Ellenhorn, M.J., S. Schonwald, G. Ordog, J. Wasserberger. Ellenhorn's Medical Toxicology: Diagnosis and Treatment of Human Poisoning. 2nd ed. Baltimore, MD: Williams and Wilkins, 1997., p. 1730
Amitraz exhibits monoamine oxidase-inhibiting properties in vitro, but only at high doses does it or its main metabolite (n-2,4 dimethylphenyl-N-methyl-formamide-- BTS27-271) exhibit central; monoamine oxidase-inhibiting properties in animals in vivo. The hydrolyzed metabolic product 2,4-dimethylaniline is a relatively weak methemoglobin formed in dog and presumably man.
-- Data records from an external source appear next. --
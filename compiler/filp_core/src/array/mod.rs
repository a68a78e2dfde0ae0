//! Array operations.
//!
//! Arrays are ordinary values whose payload is a vector of element handles.
//! Subscripts are 1-based; `0` addresses the last element. An empty slot
//! holds [`ValueId::NULL`], so reading it yields Null without special cases.
//!
//! Every slot owns one reference to its element: `set` releases the old
//! occupant and retains the new one, and freeing the array releases them
//! all.

use std::cmp::Ordering;

use crate::{Heap, ValueData, ValueId};

/// Map a subscript onto a 0-based position, `0` meaning the last element.
fn position(i: i64, len: usize) -> Option<usize> {
    let pos = if i == 0 {
        len.checked_sub(1)?
    } else {
        usize::try_from(i).ok()?.checked_sub(1)?
    };
    (pos < len).then_some(pos)
}

impl Heap {
    /// New Array of `n` empty slots.
    pub fn dim(&mut self, n: usize) -> ValueId {
        self.alloc(ValueData::Array(vec![ValueId::NULL; n]))
    }

    /// New Array holding `elements`, each retained.
    pub fn array_from(&mut self, elements: &[ValueId]) -> ValueId {
        for &element in elements {
            self.retain(element);
        }
        self.alloc(ValueData::Array(elements.to_vec()))
    }

    pub fn is_array(&self, a: ValueId) -> bool {
        matches!(self.data(a), ValueData::Array(_))
    }

    /// Element handles of an Array, `None` for other kinds.
    pub fn elements(&self, a: ValueId) -> Option<&[ValueId]> {
        match self.data(a) {
            ValueData::Array(elements) => Some(elements),
            _ => None,
        }
    }

    fn elements_mut(&mut self, a: ValueId) -> Option<&mut Vec<ValueId>> {
        match self.data_mut(a)? {
            ValueData::Array(elements) => Some(elements),
            _ => None,
        }
    }

    /// Number of slots; zero for non-arrays.
    pub fn array_size(&self, a: ValueId) -> usize {
        self.elements(a).map_or(0, <[ValueId]>::len)
    }

    /// Open `n` empty slots before subscript `offset`; `0` appends.
    ///
    /// Negative offsets and offsets past one-beyond-the-end are ignored.
    pub fn expand(&mut self, a: ValueId, offset: i64, n: usize) {
        let Some(elements) = self.elements_mut(a) else {
            return;
        };
        let len = elements.len();
        let pos = match offset {
            o if o < 0 => return,
            0 => len,
            o => match usize::try_from(o - 1) {
                Ok(pos) if pos <= len => pos,
                _ => return,
            },
        };
        elements.splice(pos..pos, std::iter::repeat(ValueId::NULL).take(n));
    }

    /// Remove `n` slots starting at subscript `offset`; `0` removes the
    /// last `n`. The count is clamped to what remains. Removed occupants
    /// are released.
    pub fn collapse(&mut self, a: ValueId, offset: i64, n: usize) {
        let Some(elements) = self.elements_mut(a) else {
            return;
        };
        let len = elements.len();
        let Ok(offset) = usize::try_from(offset) else {
            return;
        };
        if len == 0 || offset > len {
            return;
        }

        let range = if offset == 0 {
            len - n.min(len)..len
        } else {
            let start = offset - 1;
            start..start + n.min(len - start)
        };

        let removed: Vec<ValueId> = elements.drain(range).collect();
        for element in removed {
            self.release(element);
        }
    }

    /// Element at subscript `i`, Null when out of range or empty.
    pub fn array_get(&self, a: ValueId, i: i64) -> ValueId {
        self.elements(a)
            .and_then(|elements| position(i, elements.len()).map(|pos| elements[pos]))
            .unwrap_or(ValueId::NULL)
    }

    /// Store `v` at subscript `i`, returning the previous occupant.
    ///
    /// Out of range is a no-op returning `None`.
    pub fn array_set(&mut self, a: ValueId, i: i64, v: ValueId) -> Option<ValueId> {
        let elements = self.elements_mut(a)?;
        let pos = position(i, elements.len())?;
        let old = std::mem::replace(&mut elements[pos], v);
        self.retain(v);
        self.release(old);
        Some(old)
    }

    /// Insert `v` before subscript `i`; `0` appends.
    pub fn array_insert(&mut self, a: ValueId, i: i64, v: ValueId) {
        let before = self.array_size(a);
        self.expand(a, i, 1);
        if self.array_size(a) > before {
            self.array_set(a, i, v);
        }
    }

    /// Remove the element at subscript `i`, shrinking the array by one.
    pub fn array_delete(&mut self, a: ValueId, i: i64) {
        if self.array_set(a, i, ValueId::NULL).is_some() {
            self.collapse(a, i, 1);
        }
    }

    /// Copy of an Array sharing its elements, each retained once more.
    ///
    /// Non-arrays are returned unchanged.
    pub fn dup(&mut self, a: ValueId) -> ValueId {
        let Some(elements) = self.elements(a).map(<[ValueId]>::to_vec) else {
            return a;
        };
        for &element in &elements {
            self.retain(element);
        }
        self.alloc(ValueData::Array(elements))
    }

    /// Linear search for a Scalar equal to `key`, visiting every `inc`-th
    /// slot. Returns the 1-based subscript, or 0.
    pub fn seek(&self, a: ValueId, key: &[u8], inc: usize) -> usize {
        let Some(elements) = self.elements(a) else {
            return 0;
        };
        elements
            .iter()
            .enumerate()
            .step_by(inc.max(1))
            .find(|(_, &element)| self.compare_key(key, element) == Ordering::Equal)
            .map_or(0, |(pos, _)| pos + 1)
    }

    /// Binary search over an array sorted in groups of `inc`.
    ///
    /// Returns the positive subscript of the group leader equal to `key`,
    /// or the negated subscript at which a new group must be opened to keep
    /// the order.
    pub fn binary_seek(&self, a: ValueId, key: &[u8], inc: usize) -> i64 {
        let inc = i64::try_from(inc.max(1)).unwrap_or(1);
        let size = i64::try_from(self.array_size(a)).unwrap_or(i64::MAX);

        let mut bottom: i64 = 0;
        let mut top = (size - 1) / inc;

        while top >= bottom {
            let n = (bottom + top) / 2;
            let subscript = n * inc + 1;
            if subscript > size {
                break;
            }
            match self.compare_key(key, self.array_get(a, subscript)) {
                Ordering::Equal => return subscript,
                Ordering::Less => top = n - 1,
                Ordering::Greater => bottom = n + 1,
            }
        }

        -(bottom * inc + 1)
    }

    /// Sort groups of `inc` elements by their first element. A trailing
    /// partial group stays where it is.
    pub fn sort(&mut self, a: ValueId, inc: usize) {
        if inc == 0 {
            return;
        }
        let Some(elements) = self.elements_mut(a).map(std::mem::take) else {
            return;
        };

        let whole = elements.len() / inc * inc;
        let mut groups: Vec<&[ValueId]> = elements[..whole].chunks_exact(inc).collect();
        groups.sort_by(|x, y| self.compare(x[0], y[0]));

        let mut sorted: Vec<ValueId> = groups.concat();
        sorted.extend_from_slice(&elements[whole..]);

        if let Some(slot) = self.elements_mut(a) {
            *slot = sorted;
        }
    }
}
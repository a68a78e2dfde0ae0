//! Array words.
//!
//! The array operand is either an Array on the stack or the name of an
//! Array symbol (see [`pop_array`]). Mutating words change a named array
//! in place and push an immediate one back.

use filp_core::{Kind, ValueId};

use super::{pop_array, Word};
use crate::{Interpreter, Status};

pub(super) const WORDS: &[(&str, Word)] = &[
    (")", array),
    ("array", array),
    ("aget", aget),
    ("@", aget),
    ("aset", aset),
    ("@=", aset),
    ("ains", ains),
    ("adump", adump),
    ("adel", adel),
    ("aseek", aseek),
    ("abseek", abseek),
    ("asort", asort),
    ("forall", forall),
    ("map", map),
];

fn count(n: usize) -> i64 {
    i64::try_from(n).unwrap_or(i64::MAX)
}

/// `( values... )`: collect a list into an Array, first pushed first.
fn array(interp: &mut Interpreter) -> Status {
    let n = interp.machine.stack.list_size(&interp.machine.heap);
    let a = interp.machine.heap.dim(n);
    for i in (1..=count(n)).rev() {
        let e = interp.machine.pop();
        if interp.machine.heap.kind(e) == Kind::Null {
            break;
        }
        interp.machine.heap.array_set(a, i, e);
    }
    // the sentinel
    interp.machine.pop();
    interp.put(a);
    Status::Ok
}

/// `array n aget`: element `n`, or the element count for 0.
fn aget(interp: &mut Interpreter) -> Status {
    let n = interp.machine.pop_int();
    let Some((a, _)) = pop_array(interp, false) else {
        return Status::Error;
    };
    if n == 0 {
        let size = interp.machine.heap.array_size(a);
        interp.put_int(count(size));
    } else {
        let v = interp.machine.heap.array_get(a, n);
        interp.put(v);
    }
    Status::Ok
}

fn store(interp: &mut Interpreter, insert: bool) -> Status {
    let v = interp.machine.pop();
    let n = interp.machine.pop_int();
    let Some((a, immediate)) = pop_array(interp, true) else {
        return Status::Error;
    };
    if insert {
        interp.machine.heap.array_insert(a, n, v);
    } else {
        interp.machine.heap.array_set(a, n, v);
    }
    if immediate {
        interp.put(a);
    }
    Status::Ok
}

/// `array n value aset`
fn aset(interp: &mut Interpreter) -> Status {
    store(interp, false)
}

/// `array n value ains`: insert before `n`; 0 appends.
fn ains(interp: &mut Interpreter) -> Status {
    store(interp, true)
}

/// Push the elements as a Null-terminated list.
fn adump(interp: &mut Interpreter) -> Status {
    let Some((a, _)) = pop_array(interp, false) else {
        return Status::Error;
    };
    let elements = interp.machine.heap.elements(a).map(<[ValueId]>::to_vec);
    interp.put_null();
    for v in elements.unwrap_or_default() {
        interp.put(v);
    }
    Status::Ok
}

fn adel(interp: &mut Interpreter) -> Status {
    let n = interp.machine.pop_int();
    let Some((a, immediate)) = pop_array(interp, false) else {
        return Status::Error;
    };
    interp.machine.heap.array_delete(a, n);
    if immediate {
        interp.put(a);
    }
    Status::Ok
}

/// Pops the key, then the array.
fn pop_key_and_array(interp: &mut Interpreter) -> Option<(Vec<u8>, ValueId)> {
    let key = interp.machine.pop();
    let key = interp.machine.heap.text(key).to_vec();
    pop_array(interp, false).map(|(a, _)| (key, a))
}

/// `array key aseek`: subscript of `key`, or 0.
fn aseek(interp: &mut Interpreter) -> Status {
    let Some((key, a)) = pop_key_and_array(interp) else {
        return Status::Error;
    };
    let pos = interp.machine.heap.seek(a, &key, 1);
    interp.put_int(count(pos));
    Status::Ok
}

/// `array key abseek` on a sorted array: subscript of `key`, or the
/// negated subscript it would be inserted at.
fn abseek(interp: &mut Interpreter) -> Status {
    let Some((key, a)) = pop_key_and_array(interp) else {
        return Status::Error;
    };
    let pos = interp.machine.heap.binary_seek(a, &key, 1);
    interp.put_int(pos);
    Status::Ok
}

fn asort(interp: &mut Interpreter) -> Status {
    let Some((a, immediate)) = pop_array(interp, false) else {
        return Status::Error;
    };
    interp.machine.heap.sort(a, 1);
    if immediate {
        interp.put(a);
    }
    Status::Ok
}

/// Run `code` once per non-empty element with the element pushed. With
/// `reassign`, the value the code leaves replaces the element.
fn each(interp: &mut Interpreter, reassign: bool) -> Status {
    let code = interp.machine.pop();
    let Some((a, immediate)) = pop_array(interp, false) else {
        return Status::Error;
    };
    interp.machine.heap.retain(code);
    interp.machine.heap.retain(a);

    let mut status = Status::Ok;
    let mut n = 1;
    while n <= count(interp.machine.heap.array_size(a)) {
        let v = interp.machine.heap.array_get(a, n);
        if interp.machine.heap.kind(v) != Kind::Null {
            interp.put(v);
            status = interp.execute_value(code);
            if !status.is_ok() {
                break;
            }
            if reassign {
                let r = interp.machine.pop();
                interp.machine.heap.array_set(a, n, r);
            }
        }
        n += 1;
    }

    interp.machine.heap.release(a);
    interp.machine.heap.release(code);
    if reassign && immediate {
        interp.put(a);
    }
    status.absorb_break()
}

/// `array { code } forall`
fn forall(interp: &mut Interpreter) -> Status {
    each(interp, false)
}

/// `array { code } map`
fn map(interp: &mut Interpreter) -> Status {
    each(interp, true)
}
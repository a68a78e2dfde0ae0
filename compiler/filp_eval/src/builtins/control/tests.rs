use pretty_assertions::assert_eq;

use crate::builtins::tests::{run, stack};
use crate::{Interpreter, Status};

#[test]
fn conditionals() {
    assert_eq!(stack("1 { 'yes' } if"), ["yes"]);
    assert!(stack("0 { 'yes' } if").is_empty());
    assert_eq!(stack("NULL { 'no' } unless"), ["no"]);
    assert_eq!(stack("'' { 'a' } { 'b' } ifelse"), ["a"]);
    assert_eq!(stack("0 { 'a' } { 'b' } ifelse"), ["b"]);
}

#[test]
fn if_passes_break_to_its_caller() {
    assert_eq!(run("1 { break } if 2"), (Status::Break, vec![]));
}

#[test]
fn unless_and_ifelse_pass_break_on() {
    assert_eq!(run("0 { break } unless 'after'").0, Status::Break);
    assert_eq!(run("0 { 1 } { break } ifelse 'after'").0, Status::Break);
    assert_eq!(run("1 { break } { 1 } ifelse 'after'").0, Status::Break);
}

#[test]
fn while_foreach_and_switch_absorb_break() {
    assert_eq!(stack("/n 3 = { $n } { pop break } while 'after'"), ["after"]);
    assert_eq!(stack("[ 1 2 3 { break } foreach 'after'"), ["1", "after"]);
    assert_eq!(stack("[ { 1 } { break } switch 'after'"), ["after"]);
}

#[test]
fn repeat_runs_n_times() {
    assert_eq!(stack("0 3 { 1 + } repeat"), ["3"]);
    assert_eq!(stack("0 -2 { 1 + } repeat"), ["0"]);
}

#[test]
fn loop_until_break() {
    assert_eq!(
        run("0 { dup 1 + dup 5 == { break } if } loop"),
        (
            Status::Ok,
            ["0", "1", "2", "3", "4", "5"].map(String::from).to_vec()
        )
    );
}

#[test]
fn break_leaves_one_loop_only() {
    let src = "2 { 'outer' 3 { 'inner' break } repeat } repeat 'done'";
    assert_eq!(
        stack(src),
        ["outer", "inner", "outer", "inner", "done"]
    );
}

#[test]
fn errors_escape_loops() {
    let mut interp = Interpreter::new();
    assert_eq!(interp.execute("3 { 1 nosuch } repeat 'after'"), Status::Error);
    assert_eq!(interp.depth(), 1);
}

#[test]
fn foreach_starts_next_to_the_sentinel() {
    assert_eq!(stack("[ 1 2 3 { 10 * } foreach"), ["10", "20", "30"]);
    assert!(stack("[ { 10 * } foreach").is_empty());
}

#[test]
fn foreach_values_survive_collection() {
    let src = "[ 'a' 'b' 'c' { 1 2 3 pop pop pop 'x' strcat } foreach";
    assert_eq!(stack(src), ["ax", "bx", "cx"]);
}

#[test]
fn for_counts_inclusively() {
    assert_eq!(stack("1 1 3 { } for"), ["1", "2", "3"]);
    assert_eq!(stack("0 5 12 { } for"), ["0", "5", "10"]);
    assert!(stack("3 1 1 { } for").is_empty());
    assert_eq!(stack("1 1 9 { dup 2 == { break } if } for"), ["1", "2"]);
}

#[test]
fn while_leaves_the_condition_result_to_the_body() {
    let src = "/n 3 = { $n dup 0 == { pop NULL } if } { /n 1 -= } while";
    assert_eq!(stack(src), ["3", "2", "1"]);
}

#[test]
fn switch_runs_the_first_true_branch() {
    let src = "[ { 0 } { 'a' } { 1 } { 'b' } { 1 } { 'c' } switch";
    assert_eq!(stack(src), ["c"]);
    let src = "[ { 1 } { 'a' } { 0 } { 'b' } switch 'end'";
    assert_eq!(stack(src), ["a", "end"]);
    assert_eq!(stack("[ { 0 } { 'a' } switch 'none'"), ["none"]);
}
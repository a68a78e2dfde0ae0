#![allow(clippy::unwrap_used, clippy::expect_used)]

use super::*;
use pretty_assertions::assert_eq;

fn texts(heap: &Heap, stack: &Stack) -> Vec<String> {
    stack
        .values()
        .iter()
        .map(|&v| String::from_utf8_lossy(heap.text(v)).into_owned())
        .collect()
}

fn push_all(heap: &mut Heap, stack: &mut Stack, items: &[&str]) {
    for item in items {
        let v = heap.scalar(item.as_bytes());
        stack.push(heap, v).unwrap();
    }
}

#[test]
fn push_retains_and_pop_releases() {
    let mut heap = Heap::new();
    let mut stack = Stack::default();
    let v = heap.scalar(b"x");
    stack.push(&mut heap, v).unwrap();
    assert_eq!(heap.refs(v), Some(1));
    assert_eq!(stack.depth(), 1);

    assert_eq!(stack.pop(&mut heap), v);
    assert_eq!(heap.refs(v), Some(0));
    assert_eq!(stack.depth(), 0);
}

#[test]
fn underflow_yields_null() {
    let mut heap = Heap::new();
    let mut stack = Stack::default();
    assert_eq!(stack.pop(&mut heap), ValueId::NULL);
    assert_eq!(stack.peek(1), ValueId::NULL);
}

#[test]
fn overflow_is_refused() {
    let mut heap = Heap::new();
    let mut stack = Stack::new(2);
    push_all(&mut heap, &mut stack, &["a", "b"]);
    let extra = heap.scalar(b"c");
    assert_eq!(
        stack.push(&mut heap, extra),
        Err(StackOverflow { max_depth: 2 })
    );
    assert_eq!(heap.refs(extra), Some(0));
    assert_eq!(stack.depth(), 2);
}

#[test]
fn arrays_are_duplicated_on_push() {
    let mut heap = Heap::new();
    let mut stack = Stack::default();
    let array = heap.dim(1);
    stack.push(&mut heap, array).unwrap();
    let pushed = stack.peek(1);
    assert_ne!(pushed, array);
    assert_eq!(heap.refs(array), Some(0));

    let v = heap.scalar(b"v");
    heap.array_set(pushed, 1, v);
    assert_eq!(heap.array_get(array, 1), ValueId::NULL);
}

#[test]
fn peek_counts_from_the_top() {
    let mut heap = Heap::new();
    let mut stack = Stack::default();
    push_all(&mut heap, &mut stack, &["a", "b", "c"]);
    assert_eq!(heap.text(stack.peek(1)), b"c");
    assert_eq!(heap.text(stack.peek(3)), b"a");
    assert_eq!(stack.peek(4), ValueId::NULL);
    assert_eq!(stack.peek(0), ValueId::NULL);
    assert_eq!(stack.peek(-1), ValueId::NULL);
}

#[test]
fn rotate_moves_nth_to_top() {
    let mut heap = Heap::new();
    let mut stack = Stack::default();
    push_all(&mut heap, &mut stack, &["a", "b", "c", "d"]);

    stack.rotate(&mut heap, 3).unwrap();
    assert_eq!(texts(&heap, &stack), ["a", "c", "d", "b"]);

    stack.rotate(&mut heap, 1).unwrap();
    assert_eq!(texts(&heap, &stack), ["a", "c", "d", "b"]);

    stack.rotate(&mut heap, 4).unwrap();
    assert_eq!(texts(&heap, &stack), ["c", "d", "b", "a"]);
}

#[test]
fn rotate_out_of_range_pushes_null() {
    let mut heap = Heap::new();
    let mut stack = Stack::default();
    push_all(&mut heap, &mut stack, &["a"]);
    stack.rotate(&mut heap, 5).unwrap();
    stack.rotate(&mut heap, 0).unwrap();
    assert_eq!(texts(&heap, &stack), ["a", "[NULL]", "[NULL]"]);
}

#[test]
fn swap_exchanges_stacks() {
    let mut heap = Heap::new();
    let mut stack = Stack::default();
    push_all(&mut heap, &mut stack, &["a", "b"]);
    stack.swap();
    assert_eq!(stack.depth(), 0);
    push_all(&mut heap, &mut stack, &["z"]);
    stack.swap();
    assert_eq!(texts(&heap, &stack), ["a", "b"]);
    stack.swap();
    assert_eq!(texts(&heap, &stack), ["z"]);
}

#[test]
fn list_size_stops_at_null() {
    let mut heap = Heap::new();
    let mut stack = Stack::default();
    push_all(&mut heap, &mut stack, &["x"]);
    stack.push(&mut heap, ValueId::NULL).unwrap();
    push_all(&mut heap, &mut stack, &["a", "b", "c"]);
    assert_eq!(stack.list_size(&heap), 3);

    let mut plain = Stack::default();
    push_all(&mut heap, &mut plain, &["a", "b"]);
    assert_eq!(plain.list_size(&heap), 2);
}
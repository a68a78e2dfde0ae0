//! Error kinds and the error side channel.
//!
//! Failing operations never unwind. They record an [`ErrorKind`] (plus an
//! optional short context string) in [`Diagnostics`] and report an error
//! status to their caller; scripts read the same state through the
//! `filp_error` and `filp_error_info` variables.

/// Maximum length of the error context text, in bytes.
pub const INFO_CAPACITY: usize = 80;

/// What went wrong. Codes are stable: scripts index `filp_error_strings`
/// with them.
#[derive(Copy, Clone, Debug, PartialEq, Eq, Hash, thiserror::Error)]
pub enum ErrorKind {
    /// A bare name that is neither bound nor a permitted literal.
    #[error("token not found")]
    TokenNotFound,
    #[error("scalar expected")]
    ScalarExpected,
    /// An operation reached a branch that should be unreachable.
    #[error("internal error")]
    InternalError,
    #[error("out of memory")]
    OutOfMemory,
    #[error("array expected")]
    ArrayExpected,
    #[error("file expected")]
    FileExpected,
    #[error("file not found")]
    FileNotFound,
    /// Attempted while running isolated.
    #[error("permission denied")]
    PermissionDenied,
    #[error("not implemented")]
    NotImplemented,
    #[error("syntax error")]
    SyntaxError,
}

impl ErrorKind {
    /// Every kind, in code order.
    pub const ALL: [ErrorKind; 10] = [
        ErrorKind::TokenNotFound,
        ErrorKind::ScalarExpected,
        ErrorKind::InternalError,
        ErrorKind::OutOfMemory,
        ErrorKind::ArrayExpected,
        ErrorKind::FileExpected,
        ErrorKind::FileNotFound,
        ErrorKind::PermissionDenied,
        ErrorKind::NotImplemented,
        ErrorKind::SyntaxError,
    ];

    /// Numeric code, starting at 1. Zero means "no error".
    pub const fn code(self) -> i64 {
        match self {
            ErrorKind::TokenNotFound => 1,
            ErrorKind::ScalarExpected => 2,
            ErrorKind::InternalError => 3,
            ErrorKind::OutOfMemory => 4,
            ErrorKind::ArrayExpected => 5,
            ErrorKind::FileExpected => 6,
            ErrorKind::FileNotFound => 7,
            ErrorKind::PermissionDenied => 8,
            ErrorKind::NotImplemented => 9,
            ErrorKind::SyntaxError => 10,
        }
    }

    pub fn from_code(code: i64) -> Option<Self> {
        Self::ALL.into_iter().find(|kind| kind.code() == code)
    }

    /// Symbolic name, as in `TOKEN_NOT_FOUND`.
    pub const fn name(self) -> &'static str {
        match self {
            ErrorKind::TokenNotFound => "TOKEN_NOT_FOUND",
            ErrorKind::ScalarExpected => "SCALAR_EXPECTED",
            ErrorKind::InternalError => "INTERNAL_ERROR",
            ErrorKind::OutOfMemory => "OUT_OF_MEMORY",
            ErrorKind::ArrayExpected => "ARRAY_EXPECTED",
            ErrorKind::FileExpected => "FILE_EXPECTED",
            ErrorKind::FileNotFound => "FILE_NOT_FOUND",
            ErrorKind::PermissionDenied => "PERMISSION_DENIED",
            ErrorKind::NotImplemented => "NOT_IMPLEMENTED",
            ErrorKind::SyntaxError => "SYNTAX_ERROR",
        }
    }

    /// Human-readable message, as stored in `filp_error_strings`.
    pub const fn message(self) -> &'static str {
        match self {
            ErrorKind::TokenNotFound => "token not found",
            ErrorKind::ScalarExpected => "scalar expected",
            ErrorKind::InternalError => "internal error",
            ErrorKind::OutOfMemory => "out of memory",
            ErrorKind::ArrayExpected => "array expected",
            ErrorKind::FileExpected => "file expected",
            ErrorKind::FileNotFound => "file not found",
            ErrorKind::PermissionDenied => "permission denied",
            ErrorKind::NotImplemented => "not implemented",
            ErrorKind::SyntaxError => "syntax error",
        }
    }
}

/// Last error code and its context text.
///
/// The code is a plain integer because scripts may assign any value to
/// `filp_error`; [`Diagnostics::kind`] maps it back when it is a known code.
#[derive(Clone, Debug, Default, PartialEq, Eq)]
pub struct Diagnostics {
    code: i64,
    info: Vec<u8>,
}

impl Diagnostics {
    pub fn new() -> Self {
        Self::default()
    }

    /// Record `kind`, keeping the current context text.
    pub fn set(&mut self, kind: ErrorKind) {
        self.code = kind.code();
    }

    /// Record `kind` with context text, truncated to [`INFO_CAPACITY`].
    pub fn set_with_info(&mut self, kind: ErrorKind, info: &[u8]) {
        self.code = kind.code();
        self.set_info(info);
    }

    /// Reset the code to zero. The context text is left as is.
    pub fn clear(&mut self) {
        self.code = 0;
    }

    pub fn code(&self) -> i64 {
        self.code
    }

    pub fn set_code(&mut self, code: i64) {
        self.code = code;
    }

    pub fn kind(&self) -> Option<ErrorKind> {
        ErrorKind::from_code(self.code)
    }

    pub fn is_error(&self) -> bool {
        self.code != 0
    }

    pub fn info(&self) -> &[u8] {
        &self.info
    }

    pub fn set_info(&mut self, info: &[u8]) {
        let len = info.len().min(INFO_CAPACITY);
        self.info.clear();
        self.info.extend_from_slice(&info[..len]);
    }
}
Topical application of high doses of amitraz in the dog incr plasma glucose and suppresses insulin. Amitraz appears to be a central alpha-adrenoceptor agonist whose action results in diminished peripheral sympathetic tone with a lowering of blood pressure and heart rate. Peripherally, it exhibits both alpha1 and alpha2 adrenoceptor agonist activity resulting in some elevation of blood pressure. The xylene present in amitraz formulations is more likely to induce central nervous system depression.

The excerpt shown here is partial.